*** Begin section ***

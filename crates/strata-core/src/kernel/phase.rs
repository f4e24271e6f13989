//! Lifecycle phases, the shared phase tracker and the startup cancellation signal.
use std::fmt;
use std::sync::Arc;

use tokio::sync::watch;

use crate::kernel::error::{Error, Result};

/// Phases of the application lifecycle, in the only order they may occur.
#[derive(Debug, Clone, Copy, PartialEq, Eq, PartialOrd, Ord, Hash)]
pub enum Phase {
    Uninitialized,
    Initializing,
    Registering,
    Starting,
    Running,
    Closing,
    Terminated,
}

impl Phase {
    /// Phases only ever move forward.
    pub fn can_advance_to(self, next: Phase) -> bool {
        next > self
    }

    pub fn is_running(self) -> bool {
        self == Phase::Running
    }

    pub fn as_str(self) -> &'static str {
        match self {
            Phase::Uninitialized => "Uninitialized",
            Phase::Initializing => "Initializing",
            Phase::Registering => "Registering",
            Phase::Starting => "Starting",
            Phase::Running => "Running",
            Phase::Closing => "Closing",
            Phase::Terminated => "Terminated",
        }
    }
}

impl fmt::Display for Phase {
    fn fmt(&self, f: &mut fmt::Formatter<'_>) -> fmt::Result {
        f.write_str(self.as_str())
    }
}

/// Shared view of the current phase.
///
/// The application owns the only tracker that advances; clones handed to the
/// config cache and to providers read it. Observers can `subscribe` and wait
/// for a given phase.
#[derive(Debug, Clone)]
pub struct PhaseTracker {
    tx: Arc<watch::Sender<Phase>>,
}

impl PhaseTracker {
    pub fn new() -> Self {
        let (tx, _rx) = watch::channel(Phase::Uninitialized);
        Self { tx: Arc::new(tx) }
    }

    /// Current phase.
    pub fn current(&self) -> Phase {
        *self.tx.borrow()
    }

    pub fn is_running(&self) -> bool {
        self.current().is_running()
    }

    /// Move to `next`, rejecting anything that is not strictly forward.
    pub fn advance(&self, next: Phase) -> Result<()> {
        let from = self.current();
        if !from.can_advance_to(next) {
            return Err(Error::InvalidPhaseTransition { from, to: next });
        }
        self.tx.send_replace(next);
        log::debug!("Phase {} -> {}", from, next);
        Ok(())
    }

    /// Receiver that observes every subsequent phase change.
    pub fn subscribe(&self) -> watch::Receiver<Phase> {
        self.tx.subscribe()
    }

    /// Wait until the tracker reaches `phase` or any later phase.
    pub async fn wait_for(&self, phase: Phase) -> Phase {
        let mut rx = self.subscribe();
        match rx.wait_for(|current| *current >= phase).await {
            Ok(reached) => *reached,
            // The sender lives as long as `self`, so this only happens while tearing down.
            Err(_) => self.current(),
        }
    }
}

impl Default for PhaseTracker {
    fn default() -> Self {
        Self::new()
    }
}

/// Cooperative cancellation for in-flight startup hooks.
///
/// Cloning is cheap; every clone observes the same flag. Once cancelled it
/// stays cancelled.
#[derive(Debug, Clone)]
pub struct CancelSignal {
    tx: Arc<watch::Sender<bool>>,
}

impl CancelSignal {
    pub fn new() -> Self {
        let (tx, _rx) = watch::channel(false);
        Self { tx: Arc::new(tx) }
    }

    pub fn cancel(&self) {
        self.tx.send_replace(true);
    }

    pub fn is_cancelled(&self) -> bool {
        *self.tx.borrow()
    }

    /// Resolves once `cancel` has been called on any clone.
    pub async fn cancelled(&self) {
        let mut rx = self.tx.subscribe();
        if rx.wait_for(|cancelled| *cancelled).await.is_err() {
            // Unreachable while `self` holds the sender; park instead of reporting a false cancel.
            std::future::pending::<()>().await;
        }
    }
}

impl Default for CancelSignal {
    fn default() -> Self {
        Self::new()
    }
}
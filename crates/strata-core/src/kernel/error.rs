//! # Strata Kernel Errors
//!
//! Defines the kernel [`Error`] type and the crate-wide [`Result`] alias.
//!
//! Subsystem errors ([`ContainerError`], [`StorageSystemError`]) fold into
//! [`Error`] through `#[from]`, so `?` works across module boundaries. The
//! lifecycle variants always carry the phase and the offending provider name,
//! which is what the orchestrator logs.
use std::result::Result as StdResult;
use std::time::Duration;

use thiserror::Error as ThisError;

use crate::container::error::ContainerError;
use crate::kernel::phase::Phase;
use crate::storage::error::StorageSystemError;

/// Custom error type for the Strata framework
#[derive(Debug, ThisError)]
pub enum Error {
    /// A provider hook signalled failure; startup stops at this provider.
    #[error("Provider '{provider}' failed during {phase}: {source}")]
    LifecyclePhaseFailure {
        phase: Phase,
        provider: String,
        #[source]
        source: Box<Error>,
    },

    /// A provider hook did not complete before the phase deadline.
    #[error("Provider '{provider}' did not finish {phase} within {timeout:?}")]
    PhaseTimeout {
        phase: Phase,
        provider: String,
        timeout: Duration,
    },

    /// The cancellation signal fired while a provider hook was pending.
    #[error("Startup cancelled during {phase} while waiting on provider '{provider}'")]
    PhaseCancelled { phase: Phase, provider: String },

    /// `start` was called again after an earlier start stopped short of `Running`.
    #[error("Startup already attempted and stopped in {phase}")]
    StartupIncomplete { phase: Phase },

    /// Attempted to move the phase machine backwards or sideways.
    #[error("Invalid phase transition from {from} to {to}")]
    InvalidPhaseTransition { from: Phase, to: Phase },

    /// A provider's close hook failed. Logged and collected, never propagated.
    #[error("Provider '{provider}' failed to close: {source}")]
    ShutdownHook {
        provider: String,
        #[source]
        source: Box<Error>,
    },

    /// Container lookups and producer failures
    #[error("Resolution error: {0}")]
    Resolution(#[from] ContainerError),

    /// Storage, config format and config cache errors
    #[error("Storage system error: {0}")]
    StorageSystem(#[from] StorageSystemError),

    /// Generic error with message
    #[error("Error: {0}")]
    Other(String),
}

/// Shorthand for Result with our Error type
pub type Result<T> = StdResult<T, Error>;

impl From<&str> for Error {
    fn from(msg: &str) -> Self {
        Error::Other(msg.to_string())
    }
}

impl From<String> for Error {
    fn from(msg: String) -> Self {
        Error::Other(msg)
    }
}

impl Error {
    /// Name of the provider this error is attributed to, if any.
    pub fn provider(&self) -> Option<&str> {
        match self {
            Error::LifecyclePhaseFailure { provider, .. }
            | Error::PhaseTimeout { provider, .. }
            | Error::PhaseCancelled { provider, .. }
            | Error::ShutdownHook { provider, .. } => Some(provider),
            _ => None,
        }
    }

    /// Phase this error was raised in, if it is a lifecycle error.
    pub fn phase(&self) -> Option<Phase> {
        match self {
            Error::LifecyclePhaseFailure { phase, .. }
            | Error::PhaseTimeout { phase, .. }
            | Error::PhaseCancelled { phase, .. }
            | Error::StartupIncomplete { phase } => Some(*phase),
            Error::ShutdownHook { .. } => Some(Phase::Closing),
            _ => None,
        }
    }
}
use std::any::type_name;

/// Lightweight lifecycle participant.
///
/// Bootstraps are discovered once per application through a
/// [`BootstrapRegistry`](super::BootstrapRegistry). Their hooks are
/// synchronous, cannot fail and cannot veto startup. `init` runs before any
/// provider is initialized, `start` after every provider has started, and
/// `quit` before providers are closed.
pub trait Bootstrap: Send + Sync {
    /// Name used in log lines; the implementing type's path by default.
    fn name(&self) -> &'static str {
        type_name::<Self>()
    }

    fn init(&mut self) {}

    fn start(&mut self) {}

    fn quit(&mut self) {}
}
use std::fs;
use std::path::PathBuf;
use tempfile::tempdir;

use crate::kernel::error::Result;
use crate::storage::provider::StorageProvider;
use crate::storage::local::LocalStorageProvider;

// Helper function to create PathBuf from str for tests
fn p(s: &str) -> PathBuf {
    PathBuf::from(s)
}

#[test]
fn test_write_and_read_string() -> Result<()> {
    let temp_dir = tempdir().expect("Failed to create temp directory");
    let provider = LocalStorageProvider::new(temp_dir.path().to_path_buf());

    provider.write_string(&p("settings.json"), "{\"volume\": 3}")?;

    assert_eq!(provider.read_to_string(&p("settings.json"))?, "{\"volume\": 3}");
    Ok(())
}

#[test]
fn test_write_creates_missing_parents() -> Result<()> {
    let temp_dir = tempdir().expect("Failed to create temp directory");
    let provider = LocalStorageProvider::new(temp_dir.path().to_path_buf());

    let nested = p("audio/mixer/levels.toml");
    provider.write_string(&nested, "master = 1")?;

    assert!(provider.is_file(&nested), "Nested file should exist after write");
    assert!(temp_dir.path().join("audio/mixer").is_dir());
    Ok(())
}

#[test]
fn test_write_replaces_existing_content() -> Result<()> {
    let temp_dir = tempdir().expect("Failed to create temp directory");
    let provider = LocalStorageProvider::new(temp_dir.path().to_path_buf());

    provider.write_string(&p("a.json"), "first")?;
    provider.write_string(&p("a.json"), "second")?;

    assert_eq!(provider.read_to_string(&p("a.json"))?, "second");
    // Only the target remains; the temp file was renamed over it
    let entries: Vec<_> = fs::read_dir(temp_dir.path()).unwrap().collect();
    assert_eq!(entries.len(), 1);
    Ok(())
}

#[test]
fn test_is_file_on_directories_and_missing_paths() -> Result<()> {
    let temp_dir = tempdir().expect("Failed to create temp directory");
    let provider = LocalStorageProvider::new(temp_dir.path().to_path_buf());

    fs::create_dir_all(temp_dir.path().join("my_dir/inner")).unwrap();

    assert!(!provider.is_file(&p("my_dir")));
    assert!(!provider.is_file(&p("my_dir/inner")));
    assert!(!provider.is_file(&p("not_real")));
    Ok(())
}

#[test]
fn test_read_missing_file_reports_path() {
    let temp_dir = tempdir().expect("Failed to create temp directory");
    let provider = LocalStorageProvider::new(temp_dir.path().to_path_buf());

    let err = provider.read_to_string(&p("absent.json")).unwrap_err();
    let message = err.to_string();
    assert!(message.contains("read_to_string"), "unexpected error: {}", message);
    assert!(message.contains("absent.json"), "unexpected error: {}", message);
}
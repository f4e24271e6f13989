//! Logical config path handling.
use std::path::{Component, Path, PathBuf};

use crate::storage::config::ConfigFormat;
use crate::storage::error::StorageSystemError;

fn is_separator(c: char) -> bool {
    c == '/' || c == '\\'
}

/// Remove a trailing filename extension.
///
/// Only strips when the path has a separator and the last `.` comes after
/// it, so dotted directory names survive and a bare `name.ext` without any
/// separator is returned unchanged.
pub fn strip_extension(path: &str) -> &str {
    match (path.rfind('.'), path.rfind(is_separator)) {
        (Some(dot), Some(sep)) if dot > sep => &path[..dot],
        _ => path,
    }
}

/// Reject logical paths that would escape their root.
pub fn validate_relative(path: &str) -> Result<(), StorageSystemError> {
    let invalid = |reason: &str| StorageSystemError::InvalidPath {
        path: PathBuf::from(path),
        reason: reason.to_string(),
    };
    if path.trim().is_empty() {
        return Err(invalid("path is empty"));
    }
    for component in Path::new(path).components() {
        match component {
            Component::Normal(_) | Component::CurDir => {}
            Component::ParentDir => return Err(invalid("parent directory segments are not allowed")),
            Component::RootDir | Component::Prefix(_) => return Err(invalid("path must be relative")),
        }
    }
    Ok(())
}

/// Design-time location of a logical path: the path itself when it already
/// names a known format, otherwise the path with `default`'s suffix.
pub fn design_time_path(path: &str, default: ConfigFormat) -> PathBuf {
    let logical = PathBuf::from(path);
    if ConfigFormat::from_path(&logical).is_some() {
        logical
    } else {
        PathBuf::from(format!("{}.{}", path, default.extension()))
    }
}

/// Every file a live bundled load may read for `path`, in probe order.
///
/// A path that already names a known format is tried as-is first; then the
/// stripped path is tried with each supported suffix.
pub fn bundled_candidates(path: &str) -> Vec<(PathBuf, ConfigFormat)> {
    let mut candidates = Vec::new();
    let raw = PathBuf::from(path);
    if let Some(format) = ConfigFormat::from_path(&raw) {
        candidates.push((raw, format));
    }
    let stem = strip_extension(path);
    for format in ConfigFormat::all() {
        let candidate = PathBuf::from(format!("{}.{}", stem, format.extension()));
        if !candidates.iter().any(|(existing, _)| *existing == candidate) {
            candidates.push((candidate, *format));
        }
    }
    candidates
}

*** End section ***

▸ Task description: Check each line above for the string "async" and copy every line that has it.

▸ Result below:
    pub async fn wait_for(&self, phase: Phase) -> Phase {
    pub async fn cancelled(&self) {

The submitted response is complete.